Among the following entries, count the lines that contain "await" and report only the result.

→ **Data for this task**:
────────────────────────────────────────

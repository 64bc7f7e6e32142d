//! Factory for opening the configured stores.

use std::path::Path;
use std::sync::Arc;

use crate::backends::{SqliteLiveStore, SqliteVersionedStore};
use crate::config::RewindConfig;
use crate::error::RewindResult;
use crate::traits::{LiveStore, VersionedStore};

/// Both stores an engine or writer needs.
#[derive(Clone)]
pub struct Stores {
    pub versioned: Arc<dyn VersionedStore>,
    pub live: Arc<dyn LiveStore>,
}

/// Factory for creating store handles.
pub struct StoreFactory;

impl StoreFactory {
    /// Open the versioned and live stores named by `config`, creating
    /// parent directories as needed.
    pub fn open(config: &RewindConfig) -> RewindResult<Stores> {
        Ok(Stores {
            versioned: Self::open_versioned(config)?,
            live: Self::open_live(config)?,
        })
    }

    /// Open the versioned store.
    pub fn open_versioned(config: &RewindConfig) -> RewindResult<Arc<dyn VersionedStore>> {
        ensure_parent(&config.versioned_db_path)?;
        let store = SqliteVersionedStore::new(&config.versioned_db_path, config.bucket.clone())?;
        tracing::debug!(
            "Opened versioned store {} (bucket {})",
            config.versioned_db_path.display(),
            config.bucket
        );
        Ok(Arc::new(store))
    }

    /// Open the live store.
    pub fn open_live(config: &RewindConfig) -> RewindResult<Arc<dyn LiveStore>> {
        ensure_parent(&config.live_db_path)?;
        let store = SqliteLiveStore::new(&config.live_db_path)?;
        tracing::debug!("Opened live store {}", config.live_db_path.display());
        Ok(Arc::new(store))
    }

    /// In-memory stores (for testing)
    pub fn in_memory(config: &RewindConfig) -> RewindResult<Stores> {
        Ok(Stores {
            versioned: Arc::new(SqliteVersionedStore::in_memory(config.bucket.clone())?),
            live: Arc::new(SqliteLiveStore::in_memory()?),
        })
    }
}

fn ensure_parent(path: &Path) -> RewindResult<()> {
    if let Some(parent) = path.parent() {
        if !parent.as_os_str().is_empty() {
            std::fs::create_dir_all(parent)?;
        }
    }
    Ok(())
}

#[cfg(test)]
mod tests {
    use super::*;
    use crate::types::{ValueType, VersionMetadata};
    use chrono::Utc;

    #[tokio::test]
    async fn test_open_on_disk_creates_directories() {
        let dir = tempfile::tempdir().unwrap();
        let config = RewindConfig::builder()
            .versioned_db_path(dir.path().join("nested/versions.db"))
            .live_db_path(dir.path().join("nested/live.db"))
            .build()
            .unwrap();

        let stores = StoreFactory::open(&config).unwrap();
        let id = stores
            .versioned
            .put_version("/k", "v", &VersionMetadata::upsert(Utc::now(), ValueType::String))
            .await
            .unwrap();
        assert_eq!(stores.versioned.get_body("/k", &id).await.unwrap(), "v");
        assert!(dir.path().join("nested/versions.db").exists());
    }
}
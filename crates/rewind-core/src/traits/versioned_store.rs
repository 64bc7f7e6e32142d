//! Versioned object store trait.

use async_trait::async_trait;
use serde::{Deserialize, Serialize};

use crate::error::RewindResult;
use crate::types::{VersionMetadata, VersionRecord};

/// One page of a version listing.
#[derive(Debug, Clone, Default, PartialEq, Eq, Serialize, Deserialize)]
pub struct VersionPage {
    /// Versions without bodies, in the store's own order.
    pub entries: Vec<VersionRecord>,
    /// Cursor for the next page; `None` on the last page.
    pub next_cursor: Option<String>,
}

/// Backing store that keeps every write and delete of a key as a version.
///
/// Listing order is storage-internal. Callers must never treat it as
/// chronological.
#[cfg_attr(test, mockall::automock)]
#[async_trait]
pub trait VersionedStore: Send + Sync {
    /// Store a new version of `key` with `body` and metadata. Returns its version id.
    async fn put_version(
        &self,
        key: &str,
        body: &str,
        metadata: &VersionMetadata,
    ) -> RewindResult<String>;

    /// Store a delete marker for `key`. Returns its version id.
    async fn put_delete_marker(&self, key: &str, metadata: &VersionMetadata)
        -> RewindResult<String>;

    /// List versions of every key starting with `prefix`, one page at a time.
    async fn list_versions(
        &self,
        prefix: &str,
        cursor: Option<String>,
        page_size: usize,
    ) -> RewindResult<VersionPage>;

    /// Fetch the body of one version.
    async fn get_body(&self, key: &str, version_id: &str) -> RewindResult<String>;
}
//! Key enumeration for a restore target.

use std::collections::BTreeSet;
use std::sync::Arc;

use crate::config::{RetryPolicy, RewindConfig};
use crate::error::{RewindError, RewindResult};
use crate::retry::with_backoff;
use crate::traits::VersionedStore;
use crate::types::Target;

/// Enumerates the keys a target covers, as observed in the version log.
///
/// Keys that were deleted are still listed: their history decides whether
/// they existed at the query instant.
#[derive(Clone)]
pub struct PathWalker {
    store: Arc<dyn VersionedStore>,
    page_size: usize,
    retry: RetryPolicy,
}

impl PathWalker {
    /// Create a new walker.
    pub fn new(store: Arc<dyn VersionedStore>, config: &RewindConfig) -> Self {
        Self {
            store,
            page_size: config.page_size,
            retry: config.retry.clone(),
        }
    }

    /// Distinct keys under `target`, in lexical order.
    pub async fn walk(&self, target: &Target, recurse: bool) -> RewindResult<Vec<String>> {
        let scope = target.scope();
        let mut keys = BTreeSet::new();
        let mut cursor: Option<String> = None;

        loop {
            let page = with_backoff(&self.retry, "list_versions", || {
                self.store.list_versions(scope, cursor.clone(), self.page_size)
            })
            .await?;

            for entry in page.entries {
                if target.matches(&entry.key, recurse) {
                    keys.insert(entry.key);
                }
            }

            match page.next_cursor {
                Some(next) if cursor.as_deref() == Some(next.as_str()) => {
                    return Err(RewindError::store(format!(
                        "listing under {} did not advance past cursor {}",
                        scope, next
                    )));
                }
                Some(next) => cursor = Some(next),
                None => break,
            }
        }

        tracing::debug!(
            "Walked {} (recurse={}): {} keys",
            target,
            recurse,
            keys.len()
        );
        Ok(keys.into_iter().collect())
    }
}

────────────────────────────────────────

→ **Exercise output**: 3